Given records section start
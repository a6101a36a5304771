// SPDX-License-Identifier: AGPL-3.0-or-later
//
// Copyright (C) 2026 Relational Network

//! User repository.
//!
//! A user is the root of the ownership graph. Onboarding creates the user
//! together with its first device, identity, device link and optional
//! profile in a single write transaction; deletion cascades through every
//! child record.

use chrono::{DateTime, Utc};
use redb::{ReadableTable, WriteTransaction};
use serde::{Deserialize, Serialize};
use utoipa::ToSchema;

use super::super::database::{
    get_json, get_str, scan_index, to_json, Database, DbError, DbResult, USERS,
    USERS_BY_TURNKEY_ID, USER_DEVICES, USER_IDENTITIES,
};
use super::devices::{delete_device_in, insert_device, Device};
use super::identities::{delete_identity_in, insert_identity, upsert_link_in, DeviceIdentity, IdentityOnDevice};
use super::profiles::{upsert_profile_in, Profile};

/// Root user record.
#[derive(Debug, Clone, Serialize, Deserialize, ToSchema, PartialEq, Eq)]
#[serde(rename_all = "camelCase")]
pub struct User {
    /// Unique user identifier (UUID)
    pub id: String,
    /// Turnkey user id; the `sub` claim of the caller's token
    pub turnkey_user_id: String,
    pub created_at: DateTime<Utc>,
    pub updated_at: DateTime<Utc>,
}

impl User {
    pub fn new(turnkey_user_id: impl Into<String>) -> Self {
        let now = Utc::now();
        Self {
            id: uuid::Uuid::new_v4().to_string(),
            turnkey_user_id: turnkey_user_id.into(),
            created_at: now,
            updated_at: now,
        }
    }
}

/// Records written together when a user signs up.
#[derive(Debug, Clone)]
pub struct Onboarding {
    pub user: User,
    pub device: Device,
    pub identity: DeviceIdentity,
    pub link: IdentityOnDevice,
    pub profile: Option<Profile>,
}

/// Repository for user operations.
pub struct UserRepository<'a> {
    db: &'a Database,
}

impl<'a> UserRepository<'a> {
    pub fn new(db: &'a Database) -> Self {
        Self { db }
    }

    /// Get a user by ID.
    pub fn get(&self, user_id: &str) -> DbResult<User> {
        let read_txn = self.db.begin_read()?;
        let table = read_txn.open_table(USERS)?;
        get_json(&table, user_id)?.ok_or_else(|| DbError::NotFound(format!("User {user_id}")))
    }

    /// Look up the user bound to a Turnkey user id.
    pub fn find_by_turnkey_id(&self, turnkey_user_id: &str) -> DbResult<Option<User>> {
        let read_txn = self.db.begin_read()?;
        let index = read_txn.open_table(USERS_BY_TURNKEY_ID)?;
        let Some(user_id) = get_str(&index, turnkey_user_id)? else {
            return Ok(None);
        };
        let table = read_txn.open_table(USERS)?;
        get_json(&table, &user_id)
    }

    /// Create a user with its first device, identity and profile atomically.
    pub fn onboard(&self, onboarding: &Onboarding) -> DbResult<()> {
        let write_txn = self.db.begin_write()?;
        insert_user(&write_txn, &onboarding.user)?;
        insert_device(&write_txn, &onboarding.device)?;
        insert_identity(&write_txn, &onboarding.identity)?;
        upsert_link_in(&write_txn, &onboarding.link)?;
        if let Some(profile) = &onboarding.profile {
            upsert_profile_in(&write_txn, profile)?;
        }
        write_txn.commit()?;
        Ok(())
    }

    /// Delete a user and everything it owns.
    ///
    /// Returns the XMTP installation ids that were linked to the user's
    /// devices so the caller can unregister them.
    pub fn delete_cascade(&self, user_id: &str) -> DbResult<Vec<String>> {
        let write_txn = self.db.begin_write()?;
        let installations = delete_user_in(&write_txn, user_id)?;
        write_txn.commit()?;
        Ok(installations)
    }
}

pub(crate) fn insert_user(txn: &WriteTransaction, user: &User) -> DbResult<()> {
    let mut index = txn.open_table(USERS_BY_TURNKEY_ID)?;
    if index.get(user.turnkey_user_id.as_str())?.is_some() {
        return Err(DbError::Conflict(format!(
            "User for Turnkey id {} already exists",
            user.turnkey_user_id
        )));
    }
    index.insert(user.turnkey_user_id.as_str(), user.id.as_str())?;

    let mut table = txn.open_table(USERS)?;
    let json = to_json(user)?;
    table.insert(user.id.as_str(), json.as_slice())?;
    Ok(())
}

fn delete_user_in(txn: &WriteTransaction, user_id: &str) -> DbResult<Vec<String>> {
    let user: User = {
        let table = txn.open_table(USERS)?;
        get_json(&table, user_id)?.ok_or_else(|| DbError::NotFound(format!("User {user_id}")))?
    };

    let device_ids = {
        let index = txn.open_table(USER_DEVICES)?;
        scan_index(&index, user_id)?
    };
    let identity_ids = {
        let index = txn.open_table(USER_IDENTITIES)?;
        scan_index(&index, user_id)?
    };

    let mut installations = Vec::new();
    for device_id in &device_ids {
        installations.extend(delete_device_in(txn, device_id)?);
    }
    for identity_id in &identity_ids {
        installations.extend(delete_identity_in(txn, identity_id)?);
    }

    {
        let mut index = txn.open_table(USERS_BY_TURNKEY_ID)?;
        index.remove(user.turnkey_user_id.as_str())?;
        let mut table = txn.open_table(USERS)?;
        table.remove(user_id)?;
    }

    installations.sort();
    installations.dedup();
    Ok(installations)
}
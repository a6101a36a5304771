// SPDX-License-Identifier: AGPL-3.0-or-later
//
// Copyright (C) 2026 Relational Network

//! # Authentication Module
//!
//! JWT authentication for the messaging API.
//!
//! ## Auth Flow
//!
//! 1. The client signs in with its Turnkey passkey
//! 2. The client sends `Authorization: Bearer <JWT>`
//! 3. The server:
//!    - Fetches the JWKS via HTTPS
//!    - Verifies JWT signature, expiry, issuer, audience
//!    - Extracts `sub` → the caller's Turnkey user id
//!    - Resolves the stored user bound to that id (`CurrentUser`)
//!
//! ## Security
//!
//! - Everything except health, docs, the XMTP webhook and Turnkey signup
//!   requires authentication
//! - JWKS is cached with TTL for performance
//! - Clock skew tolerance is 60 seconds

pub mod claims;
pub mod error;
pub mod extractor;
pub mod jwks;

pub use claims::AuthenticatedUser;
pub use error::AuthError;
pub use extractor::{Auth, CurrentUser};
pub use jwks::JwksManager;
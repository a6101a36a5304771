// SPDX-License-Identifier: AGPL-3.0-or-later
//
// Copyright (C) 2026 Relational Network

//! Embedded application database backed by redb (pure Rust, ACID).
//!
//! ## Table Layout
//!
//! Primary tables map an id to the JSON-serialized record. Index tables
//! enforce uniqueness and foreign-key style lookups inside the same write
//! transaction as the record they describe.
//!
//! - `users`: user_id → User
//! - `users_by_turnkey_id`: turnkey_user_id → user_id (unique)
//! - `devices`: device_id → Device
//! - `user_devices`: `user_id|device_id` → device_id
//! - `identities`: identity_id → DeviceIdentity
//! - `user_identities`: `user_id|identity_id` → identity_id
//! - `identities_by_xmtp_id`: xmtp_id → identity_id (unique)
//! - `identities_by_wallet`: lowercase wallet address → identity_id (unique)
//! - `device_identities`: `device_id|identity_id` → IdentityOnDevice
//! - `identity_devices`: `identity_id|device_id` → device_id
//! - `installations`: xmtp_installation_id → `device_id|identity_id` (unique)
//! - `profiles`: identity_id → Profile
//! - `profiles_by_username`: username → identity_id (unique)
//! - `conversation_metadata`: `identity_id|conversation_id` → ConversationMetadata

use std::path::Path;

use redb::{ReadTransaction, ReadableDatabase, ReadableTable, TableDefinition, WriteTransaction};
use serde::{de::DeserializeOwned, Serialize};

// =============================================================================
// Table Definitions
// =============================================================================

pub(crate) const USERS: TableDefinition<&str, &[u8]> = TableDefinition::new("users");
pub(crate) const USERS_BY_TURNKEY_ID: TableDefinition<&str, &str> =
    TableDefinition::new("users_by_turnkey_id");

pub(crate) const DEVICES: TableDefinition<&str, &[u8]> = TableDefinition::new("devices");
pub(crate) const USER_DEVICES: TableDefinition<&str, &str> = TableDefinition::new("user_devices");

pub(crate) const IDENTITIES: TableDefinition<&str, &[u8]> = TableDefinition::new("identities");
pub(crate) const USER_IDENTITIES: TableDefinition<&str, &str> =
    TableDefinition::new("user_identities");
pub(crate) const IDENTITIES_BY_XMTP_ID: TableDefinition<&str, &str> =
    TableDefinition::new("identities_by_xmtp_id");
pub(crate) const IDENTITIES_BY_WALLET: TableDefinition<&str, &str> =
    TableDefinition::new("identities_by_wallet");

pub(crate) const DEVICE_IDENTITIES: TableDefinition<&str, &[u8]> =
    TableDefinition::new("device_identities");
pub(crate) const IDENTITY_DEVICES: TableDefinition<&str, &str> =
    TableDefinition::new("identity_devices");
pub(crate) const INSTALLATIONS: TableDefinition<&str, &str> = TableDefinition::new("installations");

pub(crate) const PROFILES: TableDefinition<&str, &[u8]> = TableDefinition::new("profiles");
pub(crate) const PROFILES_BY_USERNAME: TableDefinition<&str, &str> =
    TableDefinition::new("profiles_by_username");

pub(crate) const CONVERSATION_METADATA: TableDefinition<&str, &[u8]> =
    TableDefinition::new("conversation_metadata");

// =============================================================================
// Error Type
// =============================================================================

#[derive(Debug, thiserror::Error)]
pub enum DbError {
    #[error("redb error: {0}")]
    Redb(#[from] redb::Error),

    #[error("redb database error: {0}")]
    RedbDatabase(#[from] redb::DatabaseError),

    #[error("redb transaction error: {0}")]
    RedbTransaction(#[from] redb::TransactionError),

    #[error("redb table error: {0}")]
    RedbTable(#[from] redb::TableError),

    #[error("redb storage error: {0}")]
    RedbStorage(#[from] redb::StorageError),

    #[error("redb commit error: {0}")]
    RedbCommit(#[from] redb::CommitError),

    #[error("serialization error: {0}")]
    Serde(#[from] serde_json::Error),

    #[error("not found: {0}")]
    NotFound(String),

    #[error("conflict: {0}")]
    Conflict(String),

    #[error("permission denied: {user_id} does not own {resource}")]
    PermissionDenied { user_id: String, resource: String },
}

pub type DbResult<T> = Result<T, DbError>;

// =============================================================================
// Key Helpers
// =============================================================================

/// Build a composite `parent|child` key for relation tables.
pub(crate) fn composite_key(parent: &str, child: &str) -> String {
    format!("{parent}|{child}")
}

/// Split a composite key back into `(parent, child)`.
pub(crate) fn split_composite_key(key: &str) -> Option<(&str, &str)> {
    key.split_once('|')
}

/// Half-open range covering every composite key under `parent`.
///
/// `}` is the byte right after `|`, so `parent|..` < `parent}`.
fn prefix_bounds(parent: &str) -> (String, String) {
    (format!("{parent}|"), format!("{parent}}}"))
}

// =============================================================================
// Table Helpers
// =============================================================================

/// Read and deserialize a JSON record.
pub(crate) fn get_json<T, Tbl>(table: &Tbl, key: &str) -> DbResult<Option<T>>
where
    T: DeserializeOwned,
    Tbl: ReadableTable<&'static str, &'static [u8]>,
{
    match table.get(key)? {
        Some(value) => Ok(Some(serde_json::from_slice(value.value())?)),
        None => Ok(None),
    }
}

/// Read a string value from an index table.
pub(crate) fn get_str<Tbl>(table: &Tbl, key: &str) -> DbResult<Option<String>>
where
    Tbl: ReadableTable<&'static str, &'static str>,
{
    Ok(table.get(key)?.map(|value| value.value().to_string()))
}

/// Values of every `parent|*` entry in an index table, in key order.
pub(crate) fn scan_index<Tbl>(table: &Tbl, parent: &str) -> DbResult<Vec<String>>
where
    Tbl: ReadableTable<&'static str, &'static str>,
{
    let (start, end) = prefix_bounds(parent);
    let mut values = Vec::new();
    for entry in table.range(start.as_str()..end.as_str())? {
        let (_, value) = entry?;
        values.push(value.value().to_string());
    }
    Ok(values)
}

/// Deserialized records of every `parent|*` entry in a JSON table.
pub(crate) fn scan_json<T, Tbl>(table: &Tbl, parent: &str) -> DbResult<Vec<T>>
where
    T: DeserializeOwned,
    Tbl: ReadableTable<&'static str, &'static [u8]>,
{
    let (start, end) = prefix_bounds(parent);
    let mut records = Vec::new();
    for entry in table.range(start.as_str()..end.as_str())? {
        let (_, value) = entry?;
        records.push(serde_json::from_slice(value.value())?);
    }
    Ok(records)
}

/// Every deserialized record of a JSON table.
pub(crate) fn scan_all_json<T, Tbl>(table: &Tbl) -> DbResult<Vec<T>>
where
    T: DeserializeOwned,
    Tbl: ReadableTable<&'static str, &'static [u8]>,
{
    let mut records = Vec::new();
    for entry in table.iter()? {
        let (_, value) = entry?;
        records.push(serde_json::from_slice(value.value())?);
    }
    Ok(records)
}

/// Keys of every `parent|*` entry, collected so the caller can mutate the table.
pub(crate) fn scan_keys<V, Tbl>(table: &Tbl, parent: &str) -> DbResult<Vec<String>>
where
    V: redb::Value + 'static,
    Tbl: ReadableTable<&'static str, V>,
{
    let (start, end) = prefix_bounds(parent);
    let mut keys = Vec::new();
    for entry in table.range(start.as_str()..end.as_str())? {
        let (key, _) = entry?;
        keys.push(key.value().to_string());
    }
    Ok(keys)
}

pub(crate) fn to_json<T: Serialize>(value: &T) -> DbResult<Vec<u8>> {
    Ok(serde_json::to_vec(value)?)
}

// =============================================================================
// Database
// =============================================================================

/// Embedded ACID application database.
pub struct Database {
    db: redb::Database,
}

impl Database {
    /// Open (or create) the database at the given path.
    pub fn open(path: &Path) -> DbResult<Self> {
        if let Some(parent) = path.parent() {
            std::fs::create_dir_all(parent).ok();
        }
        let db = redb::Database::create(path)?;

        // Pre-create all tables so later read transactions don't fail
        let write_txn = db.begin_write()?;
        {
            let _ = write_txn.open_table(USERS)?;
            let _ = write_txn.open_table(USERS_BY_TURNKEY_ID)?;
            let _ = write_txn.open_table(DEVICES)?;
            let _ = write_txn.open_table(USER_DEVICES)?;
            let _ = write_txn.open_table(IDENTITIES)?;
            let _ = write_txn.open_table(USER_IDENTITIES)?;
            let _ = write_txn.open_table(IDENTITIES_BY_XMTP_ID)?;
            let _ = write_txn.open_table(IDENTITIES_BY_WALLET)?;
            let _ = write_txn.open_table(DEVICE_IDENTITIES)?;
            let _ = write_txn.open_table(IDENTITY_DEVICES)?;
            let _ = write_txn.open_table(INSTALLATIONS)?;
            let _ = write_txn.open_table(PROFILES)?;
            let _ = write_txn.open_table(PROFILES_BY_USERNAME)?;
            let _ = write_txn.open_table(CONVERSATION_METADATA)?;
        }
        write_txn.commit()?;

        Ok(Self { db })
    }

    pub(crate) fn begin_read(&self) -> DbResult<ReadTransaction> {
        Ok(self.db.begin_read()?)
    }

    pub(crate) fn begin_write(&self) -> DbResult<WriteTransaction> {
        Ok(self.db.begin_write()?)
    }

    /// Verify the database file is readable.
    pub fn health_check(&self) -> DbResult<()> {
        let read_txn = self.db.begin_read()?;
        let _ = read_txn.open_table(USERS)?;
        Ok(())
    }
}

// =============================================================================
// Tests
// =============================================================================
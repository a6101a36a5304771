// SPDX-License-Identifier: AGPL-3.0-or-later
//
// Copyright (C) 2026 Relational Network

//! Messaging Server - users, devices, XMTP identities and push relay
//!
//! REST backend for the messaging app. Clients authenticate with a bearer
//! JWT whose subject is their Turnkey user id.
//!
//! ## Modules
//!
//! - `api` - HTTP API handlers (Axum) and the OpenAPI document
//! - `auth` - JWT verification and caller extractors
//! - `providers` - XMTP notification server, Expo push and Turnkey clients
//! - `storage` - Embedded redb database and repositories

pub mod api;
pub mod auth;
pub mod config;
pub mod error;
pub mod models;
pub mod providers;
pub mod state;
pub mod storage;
Given records section end
### Exercise brief
Reproduce the lines above, beginning at the line with "pub use error::AuthError;" and stopping after the line with "record. Index tables", exactly as they are.

### Response
pub use error::AuthError;
pub use extractor::{Auth, CurrentUser};
pub use jwks::JwksManager;
repository a6101a36a5304771
// SPDX-License-Identifier: AGPL-3.0-or-later
//
// Copyright (C) 2026 Relational Network

//! Embedded application database backed by redb (pure Rust, ACID).
//!
//! ## Table Layout
//!
//! Primary tables map an id to the JSON-serialized record. Index tables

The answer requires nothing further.